See the UCAS website for the deadline dates for course entry in 2022.
Any applications received now for entry in 2022 will automatically be entered into Clearing. See our ‘missed deadlines and Clearing’ section below for more information.
GCSE, A Level, Scottish Higher/Advance Highers and BTEC exams will go ahead in summer 2022, with grades decided via external marking through exam boards (a return to the way that most exams were graded before the COVID-19 pandemic, rather than the teacher assessments used for the last two years.) A range of measures will be introduced to ensure that exams are fair following varying levels of disruption for students. Some adaptations have also been made to vocational and technical qualifications for the academic year 2021-22.
- England: The Department for Education and Ofqual have announced that students taking GCSE, AS level and A level exams this summer will receive information to help to focus their revision. Students in England can find out more information on the government Education Hub: How we are helping students prepare for exams this summer - The Education Hub (blog.gov.uk)
- Wales: Qualifications Wales, which oversees Welsh exam standards, has published details of the adaptations to be made for exams in summer 2022, as well as providing advance information for students to help focus their revision. These measures are outlined in WJEC’s A and AS Level guides: 2022: Everything you need to know (wjec.co.uk)
- Scotland: The Scottish Qualification Authority (SQA) has a guide to modifications and requirements for exams taking place in 2021-22, confirming their approach to grading, and offering further support to students to help focus their revision: Qualifications 2022 - SQA
- Northern Ireland: The CCEA exam board, which covers most of the qualifications for pupils in Northern Ireland, has published guidance and key facts for exams taken in 2022: Summer 2022 Awarding | CCEA
Staff at your school, college or exam centre will be able to advise you on how these measures may affect your exams this year.

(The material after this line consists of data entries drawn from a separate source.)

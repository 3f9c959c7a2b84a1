//! Operational counters.
//!
//! One [`VaultMetrics`] is shared by every component of a [`Vault`](crate::Vault).
//! Counters only ever increase and are read through [`VaultMetrics::snapshot`];
//! rendering them for a scraper is left to the server.

use std::sync::atomic::{AtomicU64, Ordering};

use serde::Serialize;

/// Process-lifetime counters for vault operations.
#[derive(Debug, Default)]
pub struct VaultMetrics {
    unseal_succeeded: AtomicU64,
    unseal_failed: AtomicU64,
    dek_rotations: AtomicU64,
    leases_issued: AtomicU64,
    leases_revoked: AtomicU64,
    credential_provision_failures: AtomicU64,
    policy_denials: AtomicU64,
    token_rejections: AtomicU64,
    rotations_succeeded: AtomicU64,
    rotations_failed: AtomicU64,
}

/// Point-in-time copy of every counter.
#[derive(Debug, Clone, Copy, Default, PartialEq, Eq, Serialize)]
pub struct MetricsSnapshot {
    pub unseal_succeeded: u64,
    pub unseal_failed: u64,
    pub dek_rotations: u64,
    pub leases_issued: u64,
    pub leases_revoked: u64,
    pub credential_provision_failures: u64,
    pub policy_denials: u64,
    pub token_rejections: u64,
    pub rotations_succeeded: u64,
    pub rotations_failed: u64,
}

impl VaultMetrics {
    #[must_use]
    pub fn new() -> Self {
        Self::default()
    }

    /// One provider attempt during unseal.
    pub fn record_unseal_attempt(&self, success: bool) {
        if success {
            bump(&self.unseal_succeeded);
        } else {
            bump(&self.unseal_failed);
        }
    }

    pub fn record_dek_rotation(&self) {
        bump(&self.dek_rotations);
    }

    pub fn record_lease_issued(&self) {
        bump(&self.leases_issued);
    }

    /// Only the transition to revoked counts, not idempotent repeats.
    pub fn record_lease_revoked(&self) {
        bump(&self.leases_revoked);
    }

    pub fn record_provision_failure(&self) {
        bump(&self.credential_provision_failures);
    }

    pub fn record_policy_denial(&self) {
        bump(&self.policy_denials);
    }

    /// A presented token that did not resolve to a caller.
    pub fn record_token_rejection(&self) {
        bump(&self.token_rejections);
    }

    /// A secret or A/B database credential rotation.
    pub fn record_rotation(&self, success: bool) {
        if success {
            bump(&self.rotations_succeeded);
        } else {
            bump(&self.rotations_failed);
        }
    }

    #[must_use]
    pub fn snapshot(&self) -> MetricsSnapshot {
        MetricsSnapshot {
            unseal_succeeded: read(&self.unseal_succeeded),
            unseal_failed: read(&self.unseal_failed),
            dek_rotations: read(&self.dek_rotations),
            leases_issued: read(&self.leases_issued),
            leases_revoked: read(&self.leases_revoked),
            credential_provision_failures: read(&self.credential_provision_failures),
            policy_denials: read(&self.policy_denials),
            token_rejections: read(&self.token_rejections),
            rotations_succeeded: read(&self.rotations_succeeded),
            rotations_failed: read(&self.rotations_failed),
        }
    }
}

fn bump(counter: &AtomicU64) {
    counter.fetch_add(1, Ordering::Relaxed);
}

fn read(counter: &AtomicU64) -> u64 {
    counter.load(Ordering::Relaxed)
}

#[cfg(test)]
mod tests {
    use super::*;

    #[test]
    fn counters_start_at_zero_and_only_grow() {
        let metrics = VaultMetrics::new();
        assert_eq!(metrics.snapshot(), MetricsSnapshot::default());

        metrics.record_unseal_attempt(false);
        metrics.record_unseal_attempt(true);
        metrics.record_unseal_attempt(true);
        metrics.record_rotation(false);
        metrics.record_policy_denial();

        let snap = metrics.snapshot();
        assert_eq!(snap.unseal_succeeded, 2);
        assert_eq!(snap.unseal_failed, 1);
        assert_eq!(snap.rotations_failed, 1);
        assert_eq!(snap.rotations_succeeded, 0);
        assert_eq!(snap.policy_denials, 1);
    }
}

Contingency plans are in place, to be implemented only in the event that exams cannot go ahead as planned in 2022. Each UK nation has set out arrangements which will be implemented if it is decided that exams cannot go ahead safely or fairly based public health advice and any resulting disruption to the academic year. If exams cannot go ahead at all, grades will be centre- or teacher-awarded. Please see the official plans published for England, Scotland, Wales and Northern Ireland.

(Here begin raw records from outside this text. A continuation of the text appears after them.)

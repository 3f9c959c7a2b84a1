//! Storage backend abstraction for `clinvault`.
//!
//! This crate defines the [`StorageBackend`] trait: a plain key-value
//! interface that knows nothing about secrets, leases, or keys. The barrier in
//! `clinvault-core` wraps a backend so that every value is encrypted before it
//! reaches this layer.
//!
//! Two implementations are provided:
//!
//! - [`RedbBackend`]: pure-Rust persistent store (feature `redb-backend`, default)
//! - [`MemoryBackend`]: in-memory, for tests and development

mod error;
mod memory;
#[cfg(feature = "redb-backend")]
mod redb_backend;

pub use error::StorageError;
pub use memory::MemoryBackend;
#[cfg(feature = "redb-backend")]
pub use redb_backend::RedbBackend;

/// One write inside an atomic [`StorageBackend::write_batch`].
#[derive(Debug, Clone, PartialEq, Eq)]
pub enum BatchOp {
    /// Insert or overwrite `key`.
    Put { key: String, value: Vec<u8> },
    /// Remove `key` if present.
    Delete { key: String },
}

impl BatchOp {
    /// The key this operation touches.
    #[must_use]
    pub fn key(&self) -> &str {
        match self {
            Self::Put { key, .. } | Self::Delete { key } => key,
        }
    }
}

/// A pluggable key-value storage backend.
///
/// Keys are UTF-8 strings using `/` as a separator (e.g. `sys/leases/<id>`,
/// `secret/clinic/db/password`). Values are opaque bytes. Keys are ordered
/// lexicographically, which the paged [`scan`](StorageBackend::scan) relies on.
///
/// Implementations must be safe to share across async tasks (`Send + Sync`).
#[async_trait::async_trait]
pub trait StorageBackend: Send + Sync + 'static {
    /// Retrieve a value by key. Returns `Ok(None)` if the key does not exist.
    ///
    /// # Errors
    ///
    /// Returns [`StorageError::Read`] if the underlying backend fails.
    async fn get(&self, key: &str) -> Result<Option<Vec<u8>>, StorageError>;

    /// Store a key-value pair, overwriting any existing value.
    ///
    /// # Errors
    ///
    /// Returns [`StorageError::Write`] if the underlying backend fails.
    async fn put(&self, key: &str, value: &[u8]) -> Result<(), StorageError>;

    /// Delete a key. Deleting a missing key is not an error.
    ///
    /// # Errors
    ///
    /// Returns [`StorageError::Delete`] if the underlying backend fails.
    async fn delete(&self, key: &str) -> Result<(), StorageError>;

    /// List all keys that start with `prefix`, in key order.
    ///
    /// # Errors
    ///
    /// Returns [`StorageError::List`] if the underlying backend fails.
    async fn list(&self, prefix: &str) -> Result<Vec<String>, StorageError>;

    /// List at most `limit` keys under `prefix` that sort strictly after
    /// `start_after`, in key order.
    ///
    /// Used by resumable sweeps and paginated queries. The default
    /// implementation filters [`list`](StorageBackend::list); backends with
    /// ordered range reads override it.
    ///
    /// # Errors
    ///
    /// Returns [`StorageError::List`] if the underlying backend fails.
    async fn scan(
        &self,
        prefix: &str,
        start_after: Option<&str>,
        limit: usize,
    ) -> Result<Vec<String>, StorageError> {
        let keys = self.list(prefix).await?;
        Ok(keys
            .into_iter()
            .filter(|k| start_after.is_none_or(|after| k.as_str() > after))
            .take(limit)
            .collect())
    }

    /// Apply a group of writes atomically: either all land or none do.
    ///
    /// The default implementation applies the operations one by one and is
    /// only atomic for backends that cannot fail mid-way.
    ///
    /// # Errors
    ///
    /// Returns [`StorageError::Write`], [`StorageError::Delete`] or
    /// [`StorageError::Transaction`] if the batch cannot be applied.
    async fn write_batch(&self, ops: Vec<BatchOp>) -> Result<(), StorageError> {
        for op in ops {
            match op {
                BatchOp::Put { key, value } => self.put(&key, &value).await?,
                BatchOp::Delete { key } => self.delete(&key).await?,
            }
        }
        Ok(())
    }

    /// Check whether a key exists in storage.
    ///
    /// # Errors
    ///
    /// Returns [`StorageError::Read`] if the underlying backend fails.
    async fn exists(&self, key: &str) -> Result<bool, StorageError> {
        Ok(self.get(key).await?.is_some())
    }
}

Applying to conservatoires
Please see our ‘international applicants’ section for information about how to apply from outside the UK.
Deferring a place
If you’re not sure if you are ready to start university next year, you could consider making a deferred entry application. This means that you apply to start your course a year later. If you have already been offered a place on a course and decide you want to take a gap year, you may also be able to defer the start date to the following year. If you are considering either of these defer options, you should check with the university or college by contacting them directly. You can find out more information on the deferral process on the UCAS website.
Take a look at our 'how to choose a course' section for details of things you might want to consider when applying to uni.

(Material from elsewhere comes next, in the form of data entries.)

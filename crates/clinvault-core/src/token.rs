//! Bearer token store.
//!
//! Tokens are random 192-bit values shown once at creation. Only their
//! SHA-256 hash is persisted, as an index `sys/tokens/hash/<hash>` pointing at
//! the record `sys/tokens/id/<id>`. Each token also has a public accessor
//! (`sys/tokens/accessor/<accessor>`) so it can be listed and revoked without
//! revealing the secret.
//!
//! Validation checks revocation, expiry and the use budget, then counts the
//! use. The stored hash is compared in constant time.

use std::fmt;
use std::sync::Arc;

use chrono::{DateTime, Duration, Utc};
use clinvault_storage::BatchOp;
use serde::{Deserialize, Serialize};
use sha2::{Digest, Sha256};
use subtle::ConstantTimeEq;
use tracing::info;

use crate::barrier::Barrier;
use crate::crypto;
use crate::error::{BarrierError, TokenError};

const ID_PREFIX: &str = "sys/tokens/id/";
const HASH_PREFIX: &str = "sys/tokens/hash/";
const ACCESSOR_PREFIX: &str = "sys/tokens/accessor/";

/// Prefix of every plaintext token, for recognisability in logs and config.
const TOKEN_PREFIX: &str = "cvt.";

/// Service tokens are general purpose. Batch tokens are short lived and must
/// carry a TTL.
#[derive(Debug, Clone, Copy, PartialEq, Eq, Serialize, Deserialize, Default)]
#[serde(rename_all = "snake_case")]
pub enum TokenType {
    #[default]
    Service,
    Batch,
}

/// A stored token.
#[derive(Debug, Clone, Serialize, Deserialize)]
pub struct TokenEntry {
    pub id: String,
    pub accessor: String,
    /// Hex SHA-256 of the plaintext token.
    pub token_hash: String,
    pub display_name: String,
    pub user_id: Option<String>,
    pub role: Option<String>,
    pub policies: Vec<String>,
    pub token_type: TokenType,
    pub ttl_secs: Option<u64>,
    pub num_uses: Option<u32>,
    pub uses_count: u32,
    pub revoked: bool,
    pub created_at: DateTime<Utc>,
    pub expires_at: Option<DateTime<Utc>>,
    pub last_used_at: Option<DateTime<Utc>>,
}

impl TokenEntry {
    #[must_use]
    pub fn is_expired_at(&self, now: DateTime<Utc>) -> bool {
        self.expires_at.is_some_and(|t| now >= t)
    }

    #[must_use]
    pub fn is_exhausted(&self) -> bool {
        self.num_uses.is_some_and(|n| self.uses_count >= n)
    }
}

/// Listing view: everything except the id and hash.
#[derive(Debug, Clone, Serialize, Deserialize)]
pub struct TokenInfo {
    pub accessor: String,
    pub display_name: String,
    pub user_id: Option<String>,
    pub role: Option<String>,
    pub policies: Vec<String>,
    pub token_type: TokenType,
    pub num_uses: Option<u32>,
    pub uses_count: u32,
    pub revoked: bool,
    pub created_at: DateTime<Utc>,
    pub expires_at: Option<DateTime<Utc>>,
    pub last_used_at: Option<DateTime<Utc>>,
}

Missed deadlines and Clearing
If you missed the UCAS application deadline for courses beginning in 2022, don’t worry, you can still apply for many courses through Clearing.
Clearing opened on 5 July and is open until 18 October 2022. Clearing is the system that universities and colleges use to fill any spaces they have on their higher education courses. From July – October, you can apply for a course using Clearing if you’re not already holding an offer from a university or college, and the course still has places.
Clearing is run by UCAS. They hold the official vacancy list, so you can find courses that still have spaces using their Clearing Plus search tool.
You can find full details of the Clearing process, and access the UCAS search tool, on the Clearing section of the UCAS website.
When you have found a course that you would like to apply to, don’t forget that you can also access official data and information about it on Discover Uni to see students’ experiences and what graduates have gone on to do after completing the course.
Applying for a course directly (not through UCAS)
For most undergraduate higher education courses in the UK, you will usually be expected to apply through UCAS. However, there are a few exceptions where applicants should apply directly to the course provider – for example, some part time or professional courses.
If you are only applying for one particular course, some providers will accept a direct application. However, this usually only applies to students with specific circumstances. If you are unsure of the application process for a particular course, it is best to check with the university or college directly.